Data records:
--- START ---
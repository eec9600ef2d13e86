//!
//! storefront server binary
//! ------------------------
//! Command-line entry point for the storefront HTTP server. Settings come from the
//! environment; CLI flags override them. A missing `JWT_SECRET` stops the process
//! before anything binds.

use anyhow::{Context, Result};
use std::env;
use tracing_subscriber::{fmt, EnvFilter};

use storefront::config::ServerConfig;

fn has_flag(args: &[String], flag: &str) -> bool {
    args.iter().any(|a| a == flag)
}

#[tokio::main]
async fn main() -> Result<()> {
    let filter = EnvFilter::try_from_default_env().or_else(|_| EnvFilter::try_new("info"))?;
    fmt().with_env_filter(filter).init();

    let args: Vec<String> = env::args().collect();

    if has_flag(&args, "--help") || has_flag(&args, "-h") {
        println!("storefront Server\n\nUSAGE:\n  storefront_server [--http-port N] [--bind ADDR]\n\nOPTIONS:\n  --http-port N   HTTP port (env: STOREFRONT_HTTP_PORT, default 3000)\n  --bind ADDR     Bind address (env: STOREFRONT_BIND, default 0.0.0.0)\n\nENVIRONMENT:\n  JWT_SECRET      Session signing secret (required)\n  DEMO_ADMIN_USERNAME / DEMO_ADMIN_PASSWORD         optional demo admin\n  DEMO_CUSTOMER_USERNAME / DEMO_CUSTOMER_PASSWORD   optional demo customer\n");
        return Ok(());
    }

    let mut config = ServerConfig::from_env().context("loading configuration")?;
    config.apply_args(&args).context("parsing command-line flags")?;

    tracing::info!(
        target: "storefront",
        "storefront starting: addr={}, demo_accounts={}",
        config.addr(),
        !config.demo.is_empty()
    );

    storefront::server::run(config).await
}
use serde::{Deserialize, Serialize};

#[derive(Debug, Clone, Copy, PartialEq, Eq, Hash, Serialize, Deserialize)]
#[serde(rename_all = "snake_case")]
pub enum Role {
    Customer,
    Admin,
}

impl Role {
    pub fn from_flag(is_admin: bool) -> Self {
        if is_admin { Role::Admin } else { Role::Customer }
    }
}

/// The authenticated principal: the password-free projection of a credential record.
#[derive(Debug, Clone, PartialEq, Eq, Serialize, Deserialize)]
#[serde(rename_all = "camelCase")]
pub struct Identity {
    pub user_id: i64,
    pub username: String,
    pub is_admin: bool,
}

impl Identity {
    pub fn new<S: Into<String>>(user_id: i64, username: S, is_admin: bool) -> Self {
        Self { user_id, username: username.into(), is_admin }
    }

    pub fn role(&self) -> Role { Role::from_flag(self.is_admin) }
}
--- END ---
Exercise instructions:
Give an exact copy of every line from the one holding "let mut config" through the end of the records, both included, and no other lines.

Answer to the problem:
    let mut config = ServerConfig::from_env().context("loading configuration")?;
    config.apply_args(&args).context("parsing command-line flags")?;

    tracing::info!(
        target: "storefront",
        "storefront starting: addr={}, demo_accounts={}",
        config.addr(),
        !config.demo.is_empty()
    );

    storefront::server::run(config).await
}
use serde::{Deserialize, Serialize};

#[derive(Debug, Clone, Copy, PartialEq, Eq, Hash, Serialize, Deserialize)]
#[serde(rename_all = "snake_case")]
pub enum Role {
    Customer,
    Admin,
}

impl Role {
    pub fn from_flag(is_admin: bool) -> Self {
        if is_admin { Role::Admin } else { Role::Customer }
    }
}

/// The authenticated principal: the password-free projection of a credential record.
#[derive(Debug, Clone, PartialEq, Eq, Serialize, Deserialize)]
#[serde(rename_all = "camelCase")]
pub struct Identity {
    pub user_id: i64,
    pub username: String,
    pub is_admin: bool,
}

impl Identity {
    pub fn new<S: Into<String>>(user_id: i64, username: S, is_admin: bool) -> Self {
        Self { user_id, username: username.into(), is_admin }
    }

    pub fn role(&self) -> Role { Role::from_flag(self.is_admin) }
}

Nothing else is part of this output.